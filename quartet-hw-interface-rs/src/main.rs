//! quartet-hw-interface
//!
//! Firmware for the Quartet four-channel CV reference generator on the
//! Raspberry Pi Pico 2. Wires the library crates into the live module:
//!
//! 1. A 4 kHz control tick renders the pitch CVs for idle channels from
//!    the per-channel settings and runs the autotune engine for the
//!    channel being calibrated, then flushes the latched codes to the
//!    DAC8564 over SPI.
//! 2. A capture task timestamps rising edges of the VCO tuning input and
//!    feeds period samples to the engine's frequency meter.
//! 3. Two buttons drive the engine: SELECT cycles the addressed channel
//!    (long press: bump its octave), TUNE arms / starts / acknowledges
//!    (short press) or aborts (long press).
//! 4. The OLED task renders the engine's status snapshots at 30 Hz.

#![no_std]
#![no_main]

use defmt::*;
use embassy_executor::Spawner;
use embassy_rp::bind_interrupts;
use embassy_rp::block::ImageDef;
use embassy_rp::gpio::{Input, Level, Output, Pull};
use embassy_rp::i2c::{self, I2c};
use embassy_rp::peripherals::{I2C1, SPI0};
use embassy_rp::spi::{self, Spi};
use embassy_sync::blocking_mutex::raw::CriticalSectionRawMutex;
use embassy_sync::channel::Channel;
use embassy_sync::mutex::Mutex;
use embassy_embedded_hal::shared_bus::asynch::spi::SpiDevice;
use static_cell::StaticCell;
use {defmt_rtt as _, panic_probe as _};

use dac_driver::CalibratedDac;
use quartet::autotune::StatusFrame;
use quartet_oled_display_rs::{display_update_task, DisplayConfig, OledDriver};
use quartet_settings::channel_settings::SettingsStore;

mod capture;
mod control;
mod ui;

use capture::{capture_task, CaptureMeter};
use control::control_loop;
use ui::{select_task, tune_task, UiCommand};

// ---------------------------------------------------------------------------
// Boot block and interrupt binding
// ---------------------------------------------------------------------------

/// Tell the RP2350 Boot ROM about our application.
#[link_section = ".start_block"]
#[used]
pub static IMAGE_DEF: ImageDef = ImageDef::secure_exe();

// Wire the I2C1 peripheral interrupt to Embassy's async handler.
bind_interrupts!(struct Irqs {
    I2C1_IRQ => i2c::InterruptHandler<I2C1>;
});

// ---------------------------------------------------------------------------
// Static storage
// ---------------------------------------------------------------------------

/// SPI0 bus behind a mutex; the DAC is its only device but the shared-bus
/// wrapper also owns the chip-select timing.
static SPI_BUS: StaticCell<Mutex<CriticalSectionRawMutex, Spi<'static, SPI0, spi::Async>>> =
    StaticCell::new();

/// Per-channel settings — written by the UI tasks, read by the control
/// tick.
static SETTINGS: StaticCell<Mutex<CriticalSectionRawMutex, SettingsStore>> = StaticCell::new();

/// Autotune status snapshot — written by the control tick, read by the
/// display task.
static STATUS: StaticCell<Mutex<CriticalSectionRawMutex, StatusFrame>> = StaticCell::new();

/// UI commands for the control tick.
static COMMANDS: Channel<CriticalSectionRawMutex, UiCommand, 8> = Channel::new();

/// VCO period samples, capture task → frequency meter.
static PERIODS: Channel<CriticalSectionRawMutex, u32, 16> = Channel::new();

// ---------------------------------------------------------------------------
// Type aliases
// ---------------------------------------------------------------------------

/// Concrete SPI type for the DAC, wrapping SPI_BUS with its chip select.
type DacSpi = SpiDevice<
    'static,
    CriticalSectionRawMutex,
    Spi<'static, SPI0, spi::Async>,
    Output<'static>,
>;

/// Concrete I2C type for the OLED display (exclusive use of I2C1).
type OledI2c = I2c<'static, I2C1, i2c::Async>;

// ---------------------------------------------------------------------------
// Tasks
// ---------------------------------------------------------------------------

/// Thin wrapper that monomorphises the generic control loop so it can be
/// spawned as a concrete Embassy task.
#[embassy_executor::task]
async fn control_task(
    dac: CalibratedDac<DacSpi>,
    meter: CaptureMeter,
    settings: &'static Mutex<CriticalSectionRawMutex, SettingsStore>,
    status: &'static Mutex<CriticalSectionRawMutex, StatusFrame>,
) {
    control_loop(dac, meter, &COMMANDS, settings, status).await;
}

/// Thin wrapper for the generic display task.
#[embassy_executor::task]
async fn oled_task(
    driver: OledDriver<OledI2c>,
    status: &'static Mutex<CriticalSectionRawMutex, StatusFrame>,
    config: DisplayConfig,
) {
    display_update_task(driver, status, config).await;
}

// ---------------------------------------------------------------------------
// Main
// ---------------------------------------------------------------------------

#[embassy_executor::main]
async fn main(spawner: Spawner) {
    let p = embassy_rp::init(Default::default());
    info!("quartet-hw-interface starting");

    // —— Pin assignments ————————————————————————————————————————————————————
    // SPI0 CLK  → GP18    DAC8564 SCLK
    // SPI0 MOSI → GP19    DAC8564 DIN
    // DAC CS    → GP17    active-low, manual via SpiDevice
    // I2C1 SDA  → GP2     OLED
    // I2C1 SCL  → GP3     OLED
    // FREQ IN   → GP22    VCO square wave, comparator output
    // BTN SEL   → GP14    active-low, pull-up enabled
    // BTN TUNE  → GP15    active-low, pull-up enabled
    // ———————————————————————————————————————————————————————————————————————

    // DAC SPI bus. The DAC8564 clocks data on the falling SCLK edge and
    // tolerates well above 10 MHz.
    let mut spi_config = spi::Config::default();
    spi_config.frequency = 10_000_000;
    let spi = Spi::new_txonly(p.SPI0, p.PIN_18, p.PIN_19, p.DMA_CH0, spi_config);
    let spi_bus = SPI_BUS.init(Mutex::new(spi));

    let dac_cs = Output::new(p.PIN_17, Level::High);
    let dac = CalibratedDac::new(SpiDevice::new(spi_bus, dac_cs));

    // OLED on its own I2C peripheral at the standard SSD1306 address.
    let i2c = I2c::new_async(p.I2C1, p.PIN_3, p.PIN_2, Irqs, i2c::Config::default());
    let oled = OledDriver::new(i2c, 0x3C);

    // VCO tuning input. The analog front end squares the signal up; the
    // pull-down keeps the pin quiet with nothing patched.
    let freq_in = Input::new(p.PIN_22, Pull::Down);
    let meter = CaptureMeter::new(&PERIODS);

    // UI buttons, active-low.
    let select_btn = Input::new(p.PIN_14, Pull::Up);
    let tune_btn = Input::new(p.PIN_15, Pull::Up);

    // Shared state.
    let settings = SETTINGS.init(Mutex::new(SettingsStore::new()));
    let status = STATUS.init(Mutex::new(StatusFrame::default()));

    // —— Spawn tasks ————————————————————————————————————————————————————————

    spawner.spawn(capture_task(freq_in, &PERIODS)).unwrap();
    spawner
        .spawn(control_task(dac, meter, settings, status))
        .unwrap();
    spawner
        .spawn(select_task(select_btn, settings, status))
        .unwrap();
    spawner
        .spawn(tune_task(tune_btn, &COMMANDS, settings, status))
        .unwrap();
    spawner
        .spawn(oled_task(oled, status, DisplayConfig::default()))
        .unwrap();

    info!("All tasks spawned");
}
★ ★ ★
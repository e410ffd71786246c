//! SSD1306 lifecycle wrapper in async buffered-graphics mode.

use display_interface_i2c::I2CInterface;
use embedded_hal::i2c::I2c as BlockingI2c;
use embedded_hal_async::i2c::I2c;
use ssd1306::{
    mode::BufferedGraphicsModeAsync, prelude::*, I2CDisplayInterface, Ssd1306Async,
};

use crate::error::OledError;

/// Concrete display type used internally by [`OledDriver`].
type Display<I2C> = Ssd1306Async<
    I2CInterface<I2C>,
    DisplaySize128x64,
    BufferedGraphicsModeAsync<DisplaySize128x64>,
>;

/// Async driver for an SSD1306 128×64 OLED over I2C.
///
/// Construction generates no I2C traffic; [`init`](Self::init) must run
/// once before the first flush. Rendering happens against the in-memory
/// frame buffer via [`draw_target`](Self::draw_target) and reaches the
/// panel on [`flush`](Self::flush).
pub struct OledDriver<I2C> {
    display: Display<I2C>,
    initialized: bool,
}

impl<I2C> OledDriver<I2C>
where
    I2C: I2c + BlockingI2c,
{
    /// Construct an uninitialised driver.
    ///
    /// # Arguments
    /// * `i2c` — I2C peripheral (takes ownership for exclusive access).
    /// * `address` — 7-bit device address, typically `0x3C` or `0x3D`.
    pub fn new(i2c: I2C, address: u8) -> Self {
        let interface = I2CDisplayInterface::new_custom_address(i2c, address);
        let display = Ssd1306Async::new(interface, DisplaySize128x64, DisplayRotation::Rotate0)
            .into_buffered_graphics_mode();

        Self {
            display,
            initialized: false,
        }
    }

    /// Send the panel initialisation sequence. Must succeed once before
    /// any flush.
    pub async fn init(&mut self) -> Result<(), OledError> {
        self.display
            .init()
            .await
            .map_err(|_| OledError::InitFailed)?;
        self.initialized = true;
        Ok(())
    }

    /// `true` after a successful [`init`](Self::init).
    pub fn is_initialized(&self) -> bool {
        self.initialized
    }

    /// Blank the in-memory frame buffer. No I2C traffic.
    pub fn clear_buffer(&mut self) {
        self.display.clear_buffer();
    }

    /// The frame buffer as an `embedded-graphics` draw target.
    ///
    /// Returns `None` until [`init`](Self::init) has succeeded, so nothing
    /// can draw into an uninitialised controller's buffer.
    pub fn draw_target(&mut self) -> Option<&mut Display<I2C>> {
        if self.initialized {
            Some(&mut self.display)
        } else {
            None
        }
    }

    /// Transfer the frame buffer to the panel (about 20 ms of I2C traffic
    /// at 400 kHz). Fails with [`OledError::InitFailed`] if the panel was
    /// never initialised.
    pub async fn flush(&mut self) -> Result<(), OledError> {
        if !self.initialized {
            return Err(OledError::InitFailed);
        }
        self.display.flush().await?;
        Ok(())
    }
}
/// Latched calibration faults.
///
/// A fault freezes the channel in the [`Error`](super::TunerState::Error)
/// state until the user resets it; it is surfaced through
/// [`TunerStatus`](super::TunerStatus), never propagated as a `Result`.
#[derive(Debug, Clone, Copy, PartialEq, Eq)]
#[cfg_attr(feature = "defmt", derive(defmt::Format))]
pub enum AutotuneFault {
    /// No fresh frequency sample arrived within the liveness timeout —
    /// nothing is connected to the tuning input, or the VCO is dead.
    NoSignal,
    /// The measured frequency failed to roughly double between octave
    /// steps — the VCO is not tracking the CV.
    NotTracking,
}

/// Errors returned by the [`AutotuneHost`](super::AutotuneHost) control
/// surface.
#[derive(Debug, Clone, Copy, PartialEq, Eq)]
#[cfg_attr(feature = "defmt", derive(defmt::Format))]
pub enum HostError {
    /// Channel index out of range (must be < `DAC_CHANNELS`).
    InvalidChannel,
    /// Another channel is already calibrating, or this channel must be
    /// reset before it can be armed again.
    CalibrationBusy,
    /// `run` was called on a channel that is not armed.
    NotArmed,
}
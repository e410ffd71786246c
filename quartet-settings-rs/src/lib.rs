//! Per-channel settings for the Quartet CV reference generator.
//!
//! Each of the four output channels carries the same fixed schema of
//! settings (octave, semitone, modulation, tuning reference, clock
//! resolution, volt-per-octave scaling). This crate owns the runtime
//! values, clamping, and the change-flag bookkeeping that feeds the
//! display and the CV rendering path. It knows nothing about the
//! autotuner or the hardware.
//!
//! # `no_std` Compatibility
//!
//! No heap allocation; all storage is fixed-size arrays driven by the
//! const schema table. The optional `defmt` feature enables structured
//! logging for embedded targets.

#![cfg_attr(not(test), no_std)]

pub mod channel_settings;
★ ★ ★
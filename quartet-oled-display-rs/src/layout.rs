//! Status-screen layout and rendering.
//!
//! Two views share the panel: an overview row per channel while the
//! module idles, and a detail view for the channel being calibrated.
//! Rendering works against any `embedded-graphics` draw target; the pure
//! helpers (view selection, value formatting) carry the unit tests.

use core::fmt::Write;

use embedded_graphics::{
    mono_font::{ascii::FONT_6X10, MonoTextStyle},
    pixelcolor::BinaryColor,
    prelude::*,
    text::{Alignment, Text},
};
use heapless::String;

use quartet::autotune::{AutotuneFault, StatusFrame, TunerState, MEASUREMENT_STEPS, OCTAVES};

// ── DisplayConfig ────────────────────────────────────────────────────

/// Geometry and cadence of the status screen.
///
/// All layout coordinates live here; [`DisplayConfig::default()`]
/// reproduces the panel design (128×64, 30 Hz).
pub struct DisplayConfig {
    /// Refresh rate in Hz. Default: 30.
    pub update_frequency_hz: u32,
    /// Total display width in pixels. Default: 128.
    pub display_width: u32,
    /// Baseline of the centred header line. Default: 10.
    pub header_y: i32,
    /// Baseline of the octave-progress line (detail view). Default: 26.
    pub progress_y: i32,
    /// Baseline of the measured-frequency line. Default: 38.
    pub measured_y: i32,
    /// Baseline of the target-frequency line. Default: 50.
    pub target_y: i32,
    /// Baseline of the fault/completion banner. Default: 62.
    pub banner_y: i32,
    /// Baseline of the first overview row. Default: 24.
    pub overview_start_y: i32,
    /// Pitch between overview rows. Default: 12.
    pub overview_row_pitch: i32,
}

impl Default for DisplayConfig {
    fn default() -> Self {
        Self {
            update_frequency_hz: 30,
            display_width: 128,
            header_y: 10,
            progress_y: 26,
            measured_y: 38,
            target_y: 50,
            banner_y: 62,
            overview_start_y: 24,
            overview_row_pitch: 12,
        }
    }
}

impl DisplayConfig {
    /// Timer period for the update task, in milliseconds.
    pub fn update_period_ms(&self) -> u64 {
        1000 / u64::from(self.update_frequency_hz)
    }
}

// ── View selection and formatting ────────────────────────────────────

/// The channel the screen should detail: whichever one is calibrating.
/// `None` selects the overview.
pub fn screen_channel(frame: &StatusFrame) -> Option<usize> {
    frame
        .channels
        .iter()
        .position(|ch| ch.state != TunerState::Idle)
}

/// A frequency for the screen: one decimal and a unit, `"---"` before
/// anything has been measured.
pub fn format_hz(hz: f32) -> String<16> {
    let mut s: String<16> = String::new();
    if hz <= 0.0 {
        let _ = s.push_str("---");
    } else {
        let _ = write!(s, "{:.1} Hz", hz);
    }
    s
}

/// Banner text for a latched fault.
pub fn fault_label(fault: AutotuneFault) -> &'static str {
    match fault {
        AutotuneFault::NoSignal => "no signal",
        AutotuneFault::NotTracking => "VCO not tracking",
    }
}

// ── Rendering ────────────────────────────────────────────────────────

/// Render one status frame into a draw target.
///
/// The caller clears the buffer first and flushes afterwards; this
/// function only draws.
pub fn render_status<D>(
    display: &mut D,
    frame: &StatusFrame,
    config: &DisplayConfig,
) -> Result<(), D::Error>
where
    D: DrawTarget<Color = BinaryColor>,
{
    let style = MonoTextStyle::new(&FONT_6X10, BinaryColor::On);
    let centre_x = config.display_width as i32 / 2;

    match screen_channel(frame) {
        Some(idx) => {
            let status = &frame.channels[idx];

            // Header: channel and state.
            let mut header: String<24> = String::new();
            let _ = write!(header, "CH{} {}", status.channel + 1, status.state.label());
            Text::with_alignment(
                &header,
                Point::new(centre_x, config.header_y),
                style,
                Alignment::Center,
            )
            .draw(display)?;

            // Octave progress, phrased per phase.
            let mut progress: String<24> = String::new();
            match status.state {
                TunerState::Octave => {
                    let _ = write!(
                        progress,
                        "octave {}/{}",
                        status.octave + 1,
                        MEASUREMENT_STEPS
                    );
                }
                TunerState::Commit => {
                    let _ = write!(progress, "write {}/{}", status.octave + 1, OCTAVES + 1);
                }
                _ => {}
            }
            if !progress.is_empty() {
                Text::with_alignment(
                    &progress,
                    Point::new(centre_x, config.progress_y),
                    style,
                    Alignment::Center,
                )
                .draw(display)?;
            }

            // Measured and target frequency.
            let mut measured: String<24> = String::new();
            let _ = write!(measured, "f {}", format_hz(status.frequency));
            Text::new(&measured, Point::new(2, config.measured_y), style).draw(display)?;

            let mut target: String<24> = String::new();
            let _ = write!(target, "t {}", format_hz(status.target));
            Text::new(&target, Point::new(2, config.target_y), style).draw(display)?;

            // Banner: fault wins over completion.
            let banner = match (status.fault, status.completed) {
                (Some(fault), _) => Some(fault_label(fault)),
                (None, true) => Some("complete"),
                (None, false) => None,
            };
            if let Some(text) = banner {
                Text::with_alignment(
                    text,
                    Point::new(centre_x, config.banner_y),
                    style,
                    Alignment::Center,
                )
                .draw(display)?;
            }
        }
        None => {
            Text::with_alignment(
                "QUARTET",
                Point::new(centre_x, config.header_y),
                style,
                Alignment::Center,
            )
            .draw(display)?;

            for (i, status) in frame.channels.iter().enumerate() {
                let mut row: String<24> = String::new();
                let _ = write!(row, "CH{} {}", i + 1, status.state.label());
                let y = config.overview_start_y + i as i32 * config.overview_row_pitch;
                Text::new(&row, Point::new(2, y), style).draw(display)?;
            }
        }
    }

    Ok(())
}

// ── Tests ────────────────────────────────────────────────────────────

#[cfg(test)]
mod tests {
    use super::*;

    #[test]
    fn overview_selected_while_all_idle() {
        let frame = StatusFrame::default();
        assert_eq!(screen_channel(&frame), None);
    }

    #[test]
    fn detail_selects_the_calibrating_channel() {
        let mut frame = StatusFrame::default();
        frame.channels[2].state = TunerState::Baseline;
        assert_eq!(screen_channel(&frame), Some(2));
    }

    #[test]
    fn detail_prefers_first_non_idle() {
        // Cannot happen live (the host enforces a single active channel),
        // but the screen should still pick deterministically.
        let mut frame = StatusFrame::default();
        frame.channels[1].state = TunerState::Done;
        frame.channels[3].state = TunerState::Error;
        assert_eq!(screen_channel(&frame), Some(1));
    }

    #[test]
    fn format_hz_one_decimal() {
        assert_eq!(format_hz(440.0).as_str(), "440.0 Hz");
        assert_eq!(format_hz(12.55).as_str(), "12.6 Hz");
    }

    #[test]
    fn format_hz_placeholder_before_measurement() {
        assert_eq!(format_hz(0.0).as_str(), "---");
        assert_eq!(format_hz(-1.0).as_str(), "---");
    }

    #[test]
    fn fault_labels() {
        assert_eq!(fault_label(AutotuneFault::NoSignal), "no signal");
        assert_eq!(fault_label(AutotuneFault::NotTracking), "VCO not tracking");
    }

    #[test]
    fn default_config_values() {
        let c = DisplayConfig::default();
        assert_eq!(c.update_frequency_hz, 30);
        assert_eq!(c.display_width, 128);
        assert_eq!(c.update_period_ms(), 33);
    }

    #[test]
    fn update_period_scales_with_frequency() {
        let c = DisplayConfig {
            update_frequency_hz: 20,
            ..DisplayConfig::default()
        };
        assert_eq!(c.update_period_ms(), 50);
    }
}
★ ★ ★
What to produce:
Starting at the line that contains "filename quartet-hw-interface-rs/src/main.rs" and stopping after the line that contains "use quartet::autotune::StatusFrame;", write out every line exactly as it appears above, and no other line.

Problem solution:
filename quartet-hw-interface-rs/src/main.rs
//! quartet-hw-interface
//!
//! Firmware for the Quartet four-channel CV reference generator on the
//! Raspberry Pi Pico 2. Wires the library crates into the live module:
//!
//! 1. A 4 kHz control tick renders the pitch CVs for idle channels from
//!    the per-channel settings and runs the autotune engine for the
//!    channel being calibrated, then flushes the latched codes to the
//!    DAC8564 over SPI.
//! 2. A capture task timestamps rising edges of the VCO tuning input and
//!    feeds period samples to the engine's frequency meter.
//! 3. Two buttons drive the engine: SELECT cycles the addressed channel
//!    (long press: bump its octave), TUNE arms / starts / acknowledges
//!    (short press) or aborts (long press).
//! 4. The OLED task renders the engine's status snapshots at 30 Hz.

#![no_std]
#![no_main]

use defmt::*;
use embassy_executor::Spawner;
use embassy_rp::bind_interrupts;
use embassy_rp::block::ImageDef;
use embassy_rp::gpio::{Input, Level, Output, Pull};
use embassy_rp::i2c::{self, I2c};
use embassy_rp::peripherals::{I2C1, SPI0};
use embassy_rp::spi::{self, Spi};
use embassy_sync::blocking_mutex::raw::CriticalSectionRawMutex;
use embassy_sync::channel::Channel;
use embassy_sync::mutex::Mutex;
use embassy_embedded_hal::shared_bus::asynch::spi::SpiDevice;
use static_cell::StaticCell;
use {defmt_rtt as _, panic_probe as _};

use dac_driver::CalibratedDac;
use quartet::autotune::StatusFrame;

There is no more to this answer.